___ Data to process ___

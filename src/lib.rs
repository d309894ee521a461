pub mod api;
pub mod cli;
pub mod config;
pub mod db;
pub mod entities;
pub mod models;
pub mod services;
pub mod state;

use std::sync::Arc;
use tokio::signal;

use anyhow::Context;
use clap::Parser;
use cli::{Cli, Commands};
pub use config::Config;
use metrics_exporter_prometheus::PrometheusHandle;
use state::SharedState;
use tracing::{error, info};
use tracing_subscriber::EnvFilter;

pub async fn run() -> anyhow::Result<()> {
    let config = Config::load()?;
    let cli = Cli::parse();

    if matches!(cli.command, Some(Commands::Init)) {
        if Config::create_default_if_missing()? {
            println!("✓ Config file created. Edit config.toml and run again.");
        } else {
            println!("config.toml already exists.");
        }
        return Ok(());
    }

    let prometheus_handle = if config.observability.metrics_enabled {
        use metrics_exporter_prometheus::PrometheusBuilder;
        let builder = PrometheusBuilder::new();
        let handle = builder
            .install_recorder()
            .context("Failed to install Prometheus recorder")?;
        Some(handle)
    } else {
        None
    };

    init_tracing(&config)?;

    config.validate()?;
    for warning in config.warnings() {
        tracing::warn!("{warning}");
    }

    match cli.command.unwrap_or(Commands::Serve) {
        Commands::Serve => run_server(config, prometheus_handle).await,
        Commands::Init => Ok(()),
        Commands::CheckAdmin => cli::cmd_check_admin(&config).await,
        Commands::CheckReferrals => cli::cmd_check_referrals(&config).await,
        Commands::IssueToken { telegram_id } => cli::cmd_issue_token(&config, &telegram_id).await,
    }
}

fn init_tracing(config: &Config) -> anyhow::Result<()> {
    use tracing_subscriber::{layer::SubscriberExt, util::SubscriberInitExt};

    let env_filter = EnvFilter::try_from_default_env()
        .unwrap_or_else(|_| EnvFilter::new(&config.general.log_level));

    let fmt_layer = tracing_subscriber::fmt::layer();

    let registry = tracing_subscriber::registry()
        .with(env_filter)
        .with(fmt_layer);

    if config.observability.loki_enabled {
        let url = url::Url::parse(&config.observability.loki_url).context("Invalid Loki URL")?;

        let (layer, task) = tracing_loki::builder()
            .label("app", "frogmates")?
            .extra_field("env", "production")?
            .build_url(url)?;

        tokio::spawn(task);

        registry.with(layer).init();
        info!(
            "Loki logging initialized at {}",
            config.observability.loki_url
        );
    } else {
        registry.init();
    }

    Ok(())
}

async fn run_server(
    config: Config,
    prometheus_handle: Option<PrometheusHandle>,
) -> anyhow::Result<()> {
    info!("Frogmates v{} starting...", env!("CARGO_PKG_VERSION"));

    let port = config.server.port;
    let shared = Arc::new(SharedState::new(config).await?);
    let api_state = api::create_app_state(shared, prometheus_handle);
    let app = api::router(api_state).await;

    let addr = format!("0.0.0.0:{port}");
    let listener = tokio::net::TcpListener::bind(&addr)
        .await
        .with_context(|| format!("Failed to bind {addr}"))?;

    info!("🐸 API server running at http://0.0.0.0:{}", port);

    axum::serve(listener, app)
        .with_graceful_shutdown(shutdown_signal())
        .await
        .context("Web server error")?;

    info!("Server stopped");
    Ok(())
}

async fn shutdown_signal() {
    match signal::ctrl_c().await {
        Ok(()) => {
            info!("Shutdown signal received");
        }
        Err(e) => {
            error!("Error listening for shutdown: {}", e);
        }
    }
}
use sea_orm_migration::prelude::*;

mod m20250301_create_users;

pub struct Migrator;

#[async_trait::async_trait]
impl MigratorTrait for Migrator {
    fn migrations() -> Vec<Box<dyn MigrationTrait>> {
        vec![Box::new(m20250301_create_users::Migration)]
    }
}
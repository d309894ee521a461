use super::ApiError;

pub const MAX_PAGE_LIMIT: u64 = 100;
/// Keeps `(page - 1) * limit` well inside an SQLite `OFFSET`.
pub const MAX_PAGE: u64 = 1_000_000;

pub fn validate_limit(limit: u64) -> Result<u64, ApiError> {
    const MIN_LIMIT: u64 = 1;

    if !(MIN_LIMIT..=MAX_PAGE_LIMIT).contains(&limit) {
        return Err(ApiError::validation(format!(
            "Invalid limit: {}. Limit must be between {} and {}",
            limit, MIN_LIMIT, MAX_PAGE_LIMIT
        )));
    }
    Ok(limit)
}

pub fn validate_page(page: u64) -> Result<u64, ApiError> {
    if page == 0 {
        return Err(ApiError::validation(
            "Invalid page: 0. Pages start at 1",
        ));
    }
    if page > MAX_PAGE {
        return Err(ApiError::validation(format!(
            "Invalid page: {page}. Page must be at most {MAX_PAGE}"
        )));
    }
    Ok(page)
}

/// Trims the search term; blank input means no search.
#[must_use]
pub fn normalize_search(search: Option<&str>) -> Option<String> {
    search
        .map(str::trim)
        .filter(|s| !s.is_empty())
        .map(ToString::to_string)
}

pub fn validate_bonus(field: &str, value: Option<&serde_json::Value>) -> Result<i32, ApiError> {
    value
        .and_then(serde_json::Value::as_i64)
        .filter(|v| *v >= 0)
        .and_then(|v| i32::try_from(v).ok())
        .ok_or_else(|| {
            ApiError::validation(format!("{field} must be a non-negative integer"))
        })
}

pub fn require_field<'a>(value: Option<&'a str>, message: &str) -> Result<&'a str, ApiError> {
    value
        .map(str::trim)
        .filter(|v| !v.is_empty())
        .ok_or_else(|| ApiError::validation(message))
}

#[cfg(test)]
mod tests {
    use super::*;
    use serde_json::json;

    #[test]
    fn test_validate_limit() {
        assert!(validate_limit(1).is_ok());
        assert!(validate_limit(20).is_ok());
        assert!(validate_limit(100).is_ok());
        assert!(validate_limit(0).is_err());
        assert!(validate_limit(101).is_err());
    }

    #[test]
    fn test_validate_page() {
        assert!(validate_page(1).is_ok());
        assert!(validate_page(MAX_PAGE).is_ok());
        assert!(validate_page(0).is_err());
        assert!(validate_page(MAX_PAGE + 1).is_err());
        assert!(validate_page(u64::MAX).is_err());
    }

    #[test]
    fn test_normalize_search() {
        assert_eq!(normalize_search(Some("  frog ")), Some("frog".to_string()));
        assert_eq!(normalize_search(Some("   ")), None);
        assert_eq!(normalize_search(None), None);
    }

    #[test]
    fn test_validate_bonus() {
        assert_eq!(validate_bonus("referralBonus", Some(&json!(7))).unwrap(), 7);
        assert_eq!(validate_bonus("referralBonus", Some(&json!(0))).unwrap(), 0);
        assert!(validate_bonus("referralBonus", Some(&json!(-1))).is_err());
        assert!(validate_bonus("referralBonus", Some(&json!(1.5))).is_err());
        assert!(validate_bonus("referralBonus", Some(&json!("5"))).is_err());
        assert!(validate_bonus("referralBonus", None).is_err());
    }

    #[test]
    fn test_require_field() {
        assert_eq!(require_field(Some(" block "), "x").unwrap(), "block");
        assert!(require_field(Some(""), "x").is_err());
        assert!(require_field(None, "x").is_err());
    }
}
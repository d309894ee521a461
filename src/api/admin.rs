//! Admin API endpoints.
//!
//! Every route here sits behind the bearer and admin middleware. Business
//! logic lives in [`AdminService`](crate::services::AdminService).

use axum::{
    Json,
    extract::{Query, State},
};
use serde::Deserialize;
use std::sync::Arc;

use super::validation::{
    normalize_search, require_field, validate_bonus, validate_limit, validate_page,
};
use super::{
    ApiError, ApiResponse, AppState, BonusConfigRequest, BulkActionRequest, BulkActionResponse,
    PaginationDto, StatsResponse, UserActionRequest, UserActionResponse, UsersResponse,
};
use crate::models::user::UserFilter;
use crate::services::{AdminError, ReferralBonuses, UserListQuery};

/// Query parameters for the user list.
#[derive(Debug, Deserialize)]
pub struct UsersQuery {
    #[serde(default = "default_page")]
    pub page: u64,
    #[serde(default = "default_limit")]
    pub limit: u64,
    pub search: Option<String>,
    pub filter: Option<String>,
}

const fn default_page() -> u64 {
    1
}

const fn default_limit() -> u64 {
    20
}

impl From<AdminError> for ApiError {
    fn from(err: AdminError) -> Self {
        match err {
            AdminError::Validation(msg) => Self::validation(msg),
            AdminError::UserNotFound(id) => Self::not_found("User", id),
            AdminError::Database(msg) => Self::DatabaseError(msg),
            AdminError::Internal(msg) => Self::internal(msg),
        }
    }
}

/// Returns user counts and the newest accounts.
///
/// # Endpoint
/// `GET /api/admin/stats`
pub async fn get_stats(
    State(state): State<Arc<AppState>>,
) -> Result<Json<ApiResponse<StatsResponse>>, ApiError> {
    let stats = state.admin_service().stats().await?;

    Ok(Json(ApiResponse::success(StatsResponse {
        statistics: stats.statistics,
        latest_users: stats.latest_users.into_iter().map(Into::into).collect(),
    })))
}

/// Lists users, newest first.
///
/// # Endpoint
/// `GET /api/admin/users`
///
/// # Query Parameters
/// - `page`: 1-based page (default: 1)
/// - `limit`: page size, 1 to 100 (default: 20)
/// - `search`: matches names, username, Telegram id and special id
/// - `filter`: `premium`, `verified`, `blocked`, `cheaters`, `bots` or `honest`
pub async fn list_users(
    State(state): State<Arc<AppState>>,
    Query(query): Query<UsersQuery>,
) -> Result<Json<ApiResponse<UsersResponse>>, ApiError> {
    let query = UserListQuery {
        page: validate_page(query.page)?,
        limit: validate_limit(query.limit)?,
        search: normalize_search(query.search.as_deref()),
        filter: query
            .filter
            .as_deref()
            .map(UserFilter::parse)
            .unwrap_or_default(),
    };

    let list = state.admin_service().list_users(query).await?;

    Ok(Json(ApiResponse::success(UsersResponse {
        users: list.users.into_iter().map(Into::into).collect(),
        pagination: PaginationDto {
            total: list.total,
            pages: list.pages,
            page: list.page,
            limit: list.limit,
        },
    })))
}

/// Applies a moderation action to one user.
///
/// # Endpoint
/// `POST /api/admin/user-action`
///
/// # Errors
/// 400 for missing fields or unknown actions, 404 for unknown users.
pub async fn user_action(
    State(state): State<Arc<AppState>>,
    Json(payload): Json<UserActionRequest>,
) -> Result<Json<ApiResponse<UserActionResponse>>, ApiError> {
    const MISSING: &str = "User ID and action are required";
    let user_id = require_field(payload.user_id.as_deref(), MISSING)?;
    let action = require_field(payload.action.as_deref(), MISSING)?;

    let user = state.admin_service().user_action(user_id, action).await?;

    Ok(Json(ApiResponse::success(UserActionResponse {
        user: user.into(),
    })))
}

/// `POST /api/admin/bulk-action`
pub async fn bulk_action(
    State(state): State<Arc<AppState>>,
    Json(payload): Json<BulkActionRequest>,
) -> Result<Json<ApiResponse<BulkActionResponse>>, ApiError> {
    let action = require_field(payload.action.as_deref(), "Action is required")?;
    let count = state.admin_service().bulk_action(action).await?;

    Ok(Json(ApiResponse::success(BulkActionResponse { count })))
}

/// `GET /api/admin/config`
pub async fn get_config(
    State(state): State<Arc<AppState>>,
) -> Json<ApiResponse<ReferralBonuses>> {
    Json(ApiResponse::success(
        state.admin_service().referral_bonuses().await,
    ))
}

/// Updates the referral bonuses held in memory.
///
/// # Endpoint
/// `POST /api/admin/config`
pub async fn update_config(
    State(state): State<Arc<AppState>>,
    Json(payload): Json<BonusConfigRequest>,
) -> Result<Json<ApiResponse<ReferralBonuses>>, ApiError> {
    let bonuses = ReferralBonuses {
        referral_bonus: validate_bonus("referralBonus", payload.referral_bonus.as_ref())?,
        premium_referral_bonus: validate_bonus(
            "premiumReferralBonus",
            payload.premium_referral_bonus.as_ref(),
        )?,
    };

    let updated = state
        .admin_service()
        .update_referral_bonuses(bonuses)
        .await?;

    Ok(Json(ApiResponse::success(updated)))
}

___

- _Problem details_: Up to and including the line with "fn init_tracing(config: &Config)", repeat the data exactly, starting from its first line; nothing else belongs in the response.

- _Task result_:
filename src/lib.rs
repository d309894ee521a461
pub mod api;
pub mod cli;
pub mod config;
pub mod db;
pub mod entities;
pub mod models;
pub mod services;
pub mod state;

use std::sync::Arc;
use tokio::signal;

use anyhow::Context;
use clap::Parser;
use cli::{Cli, Commands};
pub use config::Config;
use metrics_exporter_prometheus::PrometheusHandle;
use state::SharedState;
use tracing::{error, info};
use tracing_subscriber::EnvFilter;

pub async fn run() -> anyhow::Result<()> {
    let config = Config::load()?;
    let cli = Cli::parse();

    if matches!(cli.command, Some(Commands::Init)) {
        if Config::create_default_if_missing()? {
            println!("✓ Config file created. Edit config.toml and run again.");
        } else {
            println!("config.toml already exists.");
        }
        return Ok(());
    }

    let prometheus_handle = if config.observability.metrics_enabled {
        use metrics_exporter_prometheus::PrometheusBuilder;
        let builder = PrometheusBuilder::new();
        let handle = builder
            .install_recorder()
            .context("Failed to install Prometheus recorder")?;
        Some(handle)
    } else {
        None
    };

    init_tracing(&config)?;

    config.validate()?;
    for warning in config.warnings() {
        tracing::warn!("{warning}");
    }

    match cli.command.unwrap_or(Commands::Serve) {
        Commands::Serve => run_server(config, prometheus_handle).await,
        Commands::Init => Ok(()),
        Commands::CheckAdmin => cli::cmd_check_admin(&config).await,
        Commands::CheckReferrals => cli::cmd_check_referrals(&config).await,
        Commands::IssueToken { telegram_id } => cli::cmd_issue_token(&config, &telegram_id).await,
    }
}

fn init_tracing(config: &Config) -> anyhow::Result<()> {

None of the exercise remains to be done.